The Harvard historian and Texas native demonstrates what the holiday means to her and to the rest of the nation.

Initially celebrated primarily by Black Texans, Juneteenth refers to June 19, 1865, when a Union general arrived in Galveston to proclaim the end of slavery with the defeat of the Confederacy. If only history were that simple. In her latest, Gordon-Reed, winner of the Pulitzer Prize, National Book Award, Anisfield-Wolf Book Award, and numerous other honors, describes how Whites raged and committed violence against celebratory Blacks as racism in Texas and across the country continued to spread through segregation, Jim Crow laws, and separate-but-equal rationalizations. As Gordon-Reed amply shows in this smooth combination of memoir, essay, and history, such racism is by no means a thing of the past, even as Juneteenth has come to be celebrated by all of Texas and throughout the U.S. The Galveston announcement, notes the author, came well after the Emancipation Proclamation but before the ratification of the 13th Amendment.

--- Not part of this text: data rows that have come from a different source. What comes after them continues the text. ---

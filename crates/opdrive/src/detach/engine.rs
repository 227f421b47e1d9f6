//! Detach engine internals.
//!
//! The engine tracks fire-and-forget operations and drives them to
//! completion with non-blocking tests, firing each entry's callback
//! exactly once.
//!
//! # Design
//!
//! Registration and polling never contend on one big lock:
//!
//! 1. New entries land on lock-free intake queues (any thread, never
//!    blocks behind a running pass).
//! 2. A progress pass — foreground caller or the background thread —
//!    runs under a try-lock. Losing the race means another pass is
//!    already covering the same ground, so the loser returns at once.
//! 3. The pass merges intake into active lists (each behind its own
//!    short-lived mutex), then sweeps: singles with a per-operation
//!    test, batches with the all-or-nothing batch test. Completed
//!    entries fire and are dropped; the rest stay for the next pass.
//!
//! Only the pass holder runs completion tests, so no operation's test
//! ever executes on two threads at once. Callbacks run on the
//! progressing thread with no list lock held; they may re-enter
//! `detach` (goes to intake) and may call `progress` (loses the
//! try-lock, returns false).
//!
//! Shutdown never discards registered work: drop drains everything,
//! blocking until the last callback has fired — provided the
//! underlying operations eventually complete.

use std::sync::atomic::{AtomicBool, AtomicU64, AtomicUsize, Ordering};
use std::sync::{Arc, Condvar, Mutex};
use std::thread::{self, JoinHandle};
use std::time::Duration;

use crossbeam_queue::SegQueue;
use opdrive_core::Completion;

use crate::batch;
use crate::config::EngineConfig;
use crate::handle::OpHandle;

/// One detached operation with its callback.
struct SingleEntry {
    handle: OpHandle,
    callback: Box<dyn FnOnce(Completion) + Send>,
}

/// One detached collection, completed all-or-nothing.
struct BatchEntry {
    handles: Vec<OpHandle>,
    callback: Box<dyn FnOnce(Vec<Completion>) + Send>,
}

#[derive(Default)]
struct StatCounters {
    passes: AtomicU64,
    contended: AtomicU64,
    merged: AtomicU64,
    singles_fired: AtomicU64,
    batches_fired: AtomicU64,
}

/// Snapshot of engine activity.
#[derive(Debug, Clone, Copy, Default, PartialEq, Eq)]
pub struct ProgressStats {
    /// Progress passes that ran.
    pub passes: u64,
    /// Progress calls that lost the try-lock and returned immediately.
    pub contended: u64,
    /// Entries merged from intake into the active lists.
    pub merged: u64,
    /// Single entries whose callback fired.
    pub singles_fired: u64,
    /// Batch entries whose callback fired.
    pub batches_fired: u64,
}

/// State shared between the engine handle and the background thread.
struct EngineInner {
    intake_singles: SegQueue<SingleEntry>,
    intake_batches: SegQueue<BatchEntry>,
    active_singles: Mutex<Vec<SingleEntry>>,
    active_batches: Mutex<Vec<BatchEntry>>,
    /// One logical progress pass at a time.
    pass_lock: Mutex<()>,
    /// Registered entries whose callback has not fired yet.
    pending: AtomicUsize,
    running: AtomicBool,
    /// Wake-pending flag for the condvar (consumed by park).
    wake_flag: Mutex<bool>,
    wake_cv: Condvar,
    stats: StatCounters,
}

impl EngineInner {
    fn has_intake(&self) -> bool {
        !self.intake_singles.is_empty() || !self.intake_batches.is_empty()
    }

    fn wake(&self) {
        {
            let mut pending_wake = self.wake_flag.lock().unwrap();
            *pending_wake = true;
        }
        self.wake_cv.notify_all();
    }

    /// Park until woken or `timeout`, consuming any pending wake.
    fn park(&self, timeout: Duration) {
        let mut pending_wake = self.wake_flag.lock().unwrap();
        if *pending_wake {
            *pending_wake = false;
            return;
        }
        let (mut guard, _) = self.wake_cv.wait_timeout(pending_wake, timeout).unwrap();
        if *guard {
            *guard = false;
        }
    }

    /// One polling step. Returns `false` without doing any work when
    /// another pass is already in flight.
    fn progress(&self) -> bool {
        let Ok(_pass) = self.pass_lock.try_lock() else {
            self.stats.contended.fetch_add(1, Ordering::Relaxed);
            return false;
        };
        self.stats.passes.fetch_add(1, Ordering::Relaxed);

        // ── Step 1: merge intake into the active lists ──
        let mut merged = 0u64;
        {
            let mut active = self.active_singles.lock().unwrap();
            while let Some(entry) = self.intake_singles.pop() {
                active.push(entry);
                merged += 1;
            }
        }
        {
            let mut active = self.active_batches.lock().unwrap();
            while let Some(entry) = self.intake_batches.pop() {
                active.push(entry);
                merged += 1;
            }
        }
        if merged > 0 {
            self.stats.merged.fetch_add(merged, Ordering::Relaxed);
            log::trace!("progress: merged {} new entries", merged);
        }

        // ── Step 2: sweep single entries ──
        // Entries are taken out so callbacks run with no list lock
        // held; only this pass touches the active lists meanwhile.
        let singles = std::mem::take(&mut *self.active_singles.lock().unwrap());
        let mut kept = Vec::with_capacity(singles.len());
        for mut entry in singles {
            match entry.handle.test() {
                Some(record) => {
                    self.pending.fetch_sub(1, Ordering::AcqRel);
                    self.stats.singles_fired.fetch_add(1, Ordering::Relaxed);
                    (entry.callback)(record);
                }
                None => kept.push(entry),
            }
        }
        if !kept.is_empty() {
            self.active_singles.lock().unwrap().append(&mut kept);
        }

        // ── Step 3: sweep batch entries ──
        let batches = std::mem::take(&mut *self.active_batches.lock().unwrap());
        let mut kept = Vec::with_capacity(batches.len());
        for mut entry in batches {
            match batch::test_all(&mut entry.handles) {
                Some(records) => {
                    self.pending.fetch_sub(1, Ordering::AcqRel);
                    self.stats.batches_fired.fetch_add(1, Ordering::Relaxed);
                    (entry.callback)(records);
                }
                None => kept.push(entry),
            }
        }
        if !kept.is_empty() {
            self.active_batches.lock().unwrap().append(&mut kept);
        }

        true
    }
}

/// Main loop of the background progress thread.
///
/// Parks between passes with a bounded timeout so completion latency
/// stays bounded without busy-spinning; `wake` short-circuits the park
/// when new work arrives. Exits only when shutdown has been requested
/// and nothing is pending.
fn progress_loop(inner: Arc<EngineInner>, poll_interval: Duration) {
    log::debug!("progress thread running");
    loop {
        inner.progress();
        if !inner.running.load(Ordering::Acquire) && inner.pending.load(Ordering::Acquire) == 0 {
            break;
        }
        inner.park(poll_interval);
    }
    log::debug!("progress thread exiting");
}

/// The detach/progress engine.
///
/// Construct one directly for scoped use (tests, embedded drivers) or
/// reach the process-wide instance through [`crate::detach::global`].
pub struct DetachEngine {
    inner: Arc<EngineInner>,
    thread: Option<JoinHandle<()>>,
    drain_sleep: Duration,
}

impl DetachEngine {
    /// Build an engine. With `config.background_thread` a dedicated
    /// progress thread is spawned; otherwise progress happens only when
    /// callers invoke [`progress`](Self::progress).
    pub fn new(config: EngineConfig) -> Self {
        config.validate().expect("invalid engine configuration");

        let inner = Arc::new(EngineInner {
            intake_singles: SegQueue::new(),
            intake_batches: SegQueue::new(),
            active_singles: Mutex::new(Vec::new()),
            active_batches: Mutex::new(Vec::new()),
            pass_lock: Mutex::new(()),
            pending: AtomicUsize::new(0),
            running: AtomicBool::new(true),
            wake_flag: Mutex::new(false),
            wake_cv: Condvar::new(),
            stats: StatCounters::default(),
        });

        let thread = if config.background_thread {
            let inner = Arc::clone(&inner);
            let poll_interval = config.poll_interval;
            let handle = thread::Builder::new()
                .name(config.thread_name.clone())
                .spawn(move || progress_loop(inner, poll_interval))
                .expect("failed to spawn progress thread");
            Some(handle)
        } else {
            None
        };

        log::debug!(
            "detach engine created (background_thread={})",
            thread.is_some()
        );
        Self {
            inner,
            thread,
            drain_sleep: config.drain_sleep,
        }
    }

    /// Register a fire-and-forget operation.
    ///
    /// If the operation is already complete, `callback` runs
    /// synchronously on this thread before `detach` returns and nothing
    /// is registered. Otherwise the entry adopts the handle — the
    /// caller is left with the null handle — or, for a persistent
    /// operation, a non-owning alias, so the caller keeps the handle
    /// and may re-arm it after the callback has fired.
    pub fn detach<F>(&self, handle: &mut OpHandle, callback: F)
    where
        F: FnOnce(Completion) + Send + 'static,
    {
        assert!(
            self.inner.running.load(Ordering::Acquire),
            "detach on a shut-down engine"
        );
        if let Some(record) = handle.test() {
            callback(record);
            return;
        }
        let owned = if handle.is_persistent() {
            handle.alias()
        } else {
            handle.take()
        };
        self.inner.pending.fetch_add(1, Ordering::AcqRel);
        self.inner.intake_singles.push(SingleEntry {
            handle: owned,
            callback: Box::new(callback),
        });
        self.inner.wake();
    }

    /// Detach every handle in the collection independently.
    ///
    /// Each operation keeps its own completion timing; the shared
    /// callback fires once per operation with the operation's original
    /// index. A loop over single detaches, not a batch.
    pub fn detach_each<F>(&self, handles: &mut [OpHandle], callback: F)
    where
        F: Fn(usize, Completion) + Send + Sync + 'static,
    {
        let callback = Arc::new(callback);
        for (index, handle) in handles.iter_mut().enumerate() {
            let callback = Arc::clone(&callback);
            self.detach(handle, move |record| callback(index, record));
        }
    }

    /// Register a collection that completes all-or-nothing.
    ///
    /// If every operation is already complete, `callback` runs
    /// synchronously with all records. Otherwise a batch entry adopts
    /// the handles (aliases for persistent ones) and fires once the
    /// whole collection tests complete in a single pass.
    pub fn detach_all<F>(&self, handles: &mut [OpHandle], callback: F)
    where
        F: FnOnce(Vec<Completion>) + Send + 'static,
    {
        assert!(
            self.inner.running.load(Ordering::Acquire),
            "detach_all on a shut-down engine"
        );
        if let Some(records) = batch::test_all(handles) {
            callback(records);
            return;
        }
        let owned: Vec<OpHandle> = handles
            .iter_mut()
            .map(|h| {
                if h.is_persistent() {
                    h.alias()
                } else {
                    h.take()
                }
            })
            .collect();
        self.inner.pending.fetch_add(1, Ordering::AcqRel);
        self.inner.intake_batches.push(BatchEntry {
            handles: owned,
            callback: Box::new(callback),
        });
        self.inner.wake();
    }

    /// Run one progress pass now, on this thread.
    ///
    /// Returns `true` if a pass ran, `false` if another pass was
    /// already in flight (this call did no work and did not block).
    pub fn progress(&self) -> bool {
        self.inner.progress()
    }

    /// Registered entries whose callback has not fired yet.
    pub fn pending_entries(&self) -> usize {
        self.inner.pending.load(Ordering::Acquire)
    }

    /// Whether this engine drives itself with a background thread.
    pub fn has_background_thread(&self) -> bool {
        self.thread.is_some()
    }

    /// Tear the engine down now, draining all registered work.
    ///
    /// Consuming form of the drop behavior, for call sites that want
    /// the teardown to be visible.
    pub fn shutdown(self) {}

    /// Snapshot of activity counters.
    pub fn stats(&self) -> ProgressStats {
        ProgressStats {
            passes: self.inner.stats.passes.load(Ordering::Relaxed),
            contended: self.inner.stats.contended.load(Ordering::Relaxed),
            merged: self.inner.stats.merged.load(Ordering::Relaxed),
            singles_fired: self.inner.stats.singles_fired.load(Ordering::Relaxed),
            batches_fired: self.inner.stats.batches_fired.load(Ordering::Relaxed),
        }
    }
}
//! # opdrive-core — Trait definitions for opdrive
//!
//! This crate defines the boundary between the completion engine and the
//! transport that actually performs asynchronous operations. The engine
//! (handles, futures, the detach/progress machinery) lives in `opdrive`
//! and depends only on the types and traits here, never on a concrete
//! transport.
//!
//! ## Design principle
//!
//! > "Program to the interface. The engine polls; the transport completes."
//!
//! A transport mints [`OpToken`]s, answers non-blocking and blocking
//! completion queries about them, and produces one immutable
//! [`Completion`] record per finished operation. Everything else — who
//! waits, who polls, who gets called back — is engine policy and stays
//! out of this crate.

pub mod completion;
pub mod error;
pub mod token;
pub mod transport;

pub use completion::Completion;
pub use error::{ConfigError, EngineError, TransportError};
pub use token::OpToken;
pub use transport::{NullTransport, Transport};
//! Operation token type.
//!
//! Tokens are the transport's names for in-flight operations. The engine
//! stores and forwards them; it never interprets the value beyond the
//! null check.

/// Opaque identifier for one asynchronous operation, minted by a transport.
///
/// The zero value is reserved: [`OpToken::NULL`] names "no operation" and
/// is what a consumed handle holds. Transports must never hand out zero
/// for a live operation.
#[derive(Debug, Clone, Copy, PartialEq, Eq, Hash)]
#[repr(transparent)]
pub struct OpToken(pub u64);

impl OpToken {
    /// The distinguished null token. Trivially complete everywhere.
    pub const NULL: Self = Self(0);

    #[inline]
    pub fn is_null(self) -> bool {
        self.0 == 0
    }
}

impl std::fmt::Display for OpToken {
    fn fmt(&self, f: &mut std::fmt::Formatter<'_>) -> std::fmt::Result {
        if self.is_null() {
            write!(f, "op#null")
        } else {
            write!(f, "op#{}", self.0)
        }
    }
}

Though Gordon-Reed writes fondly of her native state, especially the strong familial ties and sense of community, she acknowledges her challenges as a woman of color in a state where “the image of Texas has a gender and a race: “Texas is a White man.” The author astutely explores “what that means for everyone who lives in Texas and is not a White man.” With all of its diversity and geographic expanse, Texas also has a singular history—as part of Mexico, as its own republic from 1836 to 1846, and as a place that “has connections to people of African descent that go back centuries.” All of this provides context for the uniqueness of this historical moment, which Gordon-Reed explores with her characteristic rigor and insight.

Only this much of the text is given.